En 1967 los países árabes vecinos decidieron atacar nuevamente a Israel. Fue la célebre Guerra de los Seis Días, un fiasco militar para los árabes, cuya consecuencia fue la ocupación por parte de Israel del 100% de la Palestina histórica. A raíz de esta segunda guerra árabe-israelí, el Consejo de Seguridad de la ONU aprobó su no menos célebre Resolución 242, en la que ordenaba al ejército israelí a retirarse hasta la green line, es decir, hasta la línea de armisticio del año 49. Se trataba de una resolución altamente polémica, porque instaba a las dos partes en conflicto a conseguir una paz basada en la idea de dos Estados vecinos e independientes, pero no hacía referencia al plan de partición de 1947 y en cambio sí hablaba del status quo territorial instaurado a partir de 1949. Hasta cierto punto podía interpretarse que la ONU se rectificaba a sí misma, en un asunto tan trascendental como era el de los límites de un Estado creado por el propio Consejo de Seguridad: de una propuesta inicial (la Resolución 141, de 1947) que proponía una distribución de 55% - 45%, veinte años después se pasaba a legitimar ambiguamente (en la Resolución 242, de 1967) un nuevo reparto de 78% - 22%.
Aun así, a día de hoy todavía es hora que Israel cumpla esta resolución.

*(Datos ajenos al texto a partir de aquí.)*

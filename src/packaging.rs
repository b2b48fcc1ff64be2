//! Adaptive-streaming packaging.
//!
//! Every successful primary-family rendition of a media is packaged into
//! one multi-rendition HLS tree at a stable per-media directory. Packaging
//! always writes to a scratch directory first; the scratch tree becomes the
//! stable directory when none exists, and is merged over it otherwise, so
//! concurrent runs never expose a half-written tree.

use crate::orchestrator::{paths, Orchestrator};
use reelforge_av::actions::{merge_into, MANIFEST_NAME};
use reelforge_common::{EncodingStatus, MediaId, Result};
use reelforge_db::get_conn;
use reelforge_db::queries::{encodings, media, profiles};
use std::collections::HashMap;
use std::path::{Path, PathBuf};

impl Orchestrator {
    /// Package a media's primary renditions.
    ///
    /// Returns the manifest path, or `None` when packaging is disabled, the
    /// packager is missing, or no primary rendition exists yet. The stored
    /// manifest path is only written when it changes.
    pub async fn package_media(&self, media_id: MediaId) -> Result<Option<PathBuf>> {
        if !self.config.packaging.enabled {
            return Ok(None);
        }
        if !self.tools.packager_available() {
            tracing::debug!(%media_id, "packager unavailable, skipping packaging");
            return Ok(None);
        }

        let (media, inputs) = {
            let conn = get_conn(&self.pool)?;
            let media = media::require_media(&conn, media_id)?;
            let by_id: HashMap<_, _> = profiles::list_profiles(&conn)?
                .into_iter()
                .map(|p| (p.id, p))
                .collect();

            let mut ranked: Vec<(u32, PathBuf)> = encodings::list_renditions(&conn, media_id)?
                .into_iter()
                .filter(|e| e.status == EncodingStatus::Success)
                .filter_map(|e| {
                    let profile = by_id.get(&e.profile_id)?;
                    if !profile.codec.container().is_packaged() {
                        return None;
                    }
                    let output = PathBuf::from(e.output_path?);
                    output.exists().then_some((profile.resolution, output))
                })
                .collect();
            ranked.sort();
            (media, ranked.into_iter().map(|(_, p)| p).collect::<Vec<_>>())
        };

        if inputs.is_empty() {
            return Ok(None);
        }

        let stable = paths::hls_dir(&self.config.storage.hls_dir, &media);
        let scratch = self.config.storage.hls_dir.join(format!(
            ".{}-{}",
            media.uid,
            uuid::Uuid::new_v4().simple()
        ));

        let packaged = self
            .tools
            .package(
                &inputs,
                &scratch,
                self.config.packaging.segment_duration_secs,
                self.config.timeouts.package(),
            )
            .await;
        if let Err(e) = packaged {
            let _ = std::fs::remove_dir_all(&scratch);
            return Err(e.into());
        }

        let installed = install(&scratch, &stable);
        let _ = std::fs::remove_dir_all(&scratch);
        installed?;

        let manifest = stable.join(MANIFEST_NAME);
        let changed = {
            let conn = get_conn(&self.pool)?;
            media::set_manifest_path(&conn, media_id, Some(&manifest.to_string_lossy()))?
        };
        tracing::info!(
            %media_id,
            renditions = inputs.len(),
            manifest = %manifest.display(),
            changed,
            "media packaged"
        );
        Ok(Some(manifest))
    }

    /// Remove a media's streaming directory and forget its manifest.
    pub(crate) fn clear_packaging(&self, media_id: MediaId) -> Result<()> {
        let media = {
            let conn = get_conn(&self.pool)?;
            let media = media::require_media(&conn, media_id)?;
            media::set_manifest_path(&conn, media_id, None)?;
            media
        };
        let stable = paths::hls_dir(&self.config.storage.hls_dir, &media);
        match std::fs::remove_dir_all(&stable) {
            Err(e) if e.kind() != std::io::ErrorKind::NotFound => Err(e.into()),
            _ => Ok(()),
        }
    }
}

/// Make `scratch` the content of `stable`.
fn install(scratch: &Path, stable: &Path) -> Result<()> {
    if !stable.exists() && std::fs::rename(scratch, stable).is_ok() {
        return Ok(());
    }
    merge_into(scratch, stable)?;
    Ok(())
}

#[cfg(test)]
mod tests {
    use super::*;
    use std::fs;

    #[test]
    fn install_renames_when_stable_missing() {
        let root = tempfile::tempdir().unwrap();
        let scratch = root.path().join(".a-1");
        fs::create_dir_all(scratch.join("v0")).unwrap();
        fs::write(scratch.join(MANIFEST_NAME), "#EXTM3U\n").unwrap();
        let stable = root.path().join("a");

        install(&scratch, &stable).unwrap();

        assert!(stable.join(MANIFEST_NAME).exists());
        assert!(stable.join("v0").is_dir());
        assert!(!scratch.exists());
    }

    #[test]
    fn install_merges_over_existing_tree() {
        let root = tempfile::tempdir().unwrap();
        let stable = root.path().join("a");
        fs::create_dir_all(&stable).unwrap();
        fs::write(stable.join(MANIFEST_NAME), "old").unwrap();
        fs::write(stable.join("keep.ts"), "k").unwrap();

        let scratch = root.path().join(".a-2");
        fs::create_dir_all(&scratch).unwrap();
        fs::write(scratch.join(MANIFEST_NAME), "new").unwrap();

        install(&scratch, &stable).unwrap();

        assert_eq!(fs::read_to_string(stable.join(MANIFEST_NAME)).unwrap(), "new");
        assert!(stable.join("keep.ts").exists());
    }
}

Naciones Unidas le dio la cobertura jurídica y política para nacer como Estado y, sin embargo, Israel es incapaz de acatar las obligaciones que le impone esta organización que representa la comunidad internacional y sin la cual, simplemente, no hubiera podido existir.
Estamos ante un caso indiscutible de ocupación militar ilegal: un ejército extranjero ocupa, contra lo que dictamina el derecho internacional, una tierra que no le pertenece. Por esto, una paz justa en Palestina pasa, de entrada y sin duda, por la retirada del ejército israelí de Cisjordania y de Jerusalén Este. Esta debe ser la base primera, el punto de partida, de todo acuerdo aceptable y duradero. Seguiremos.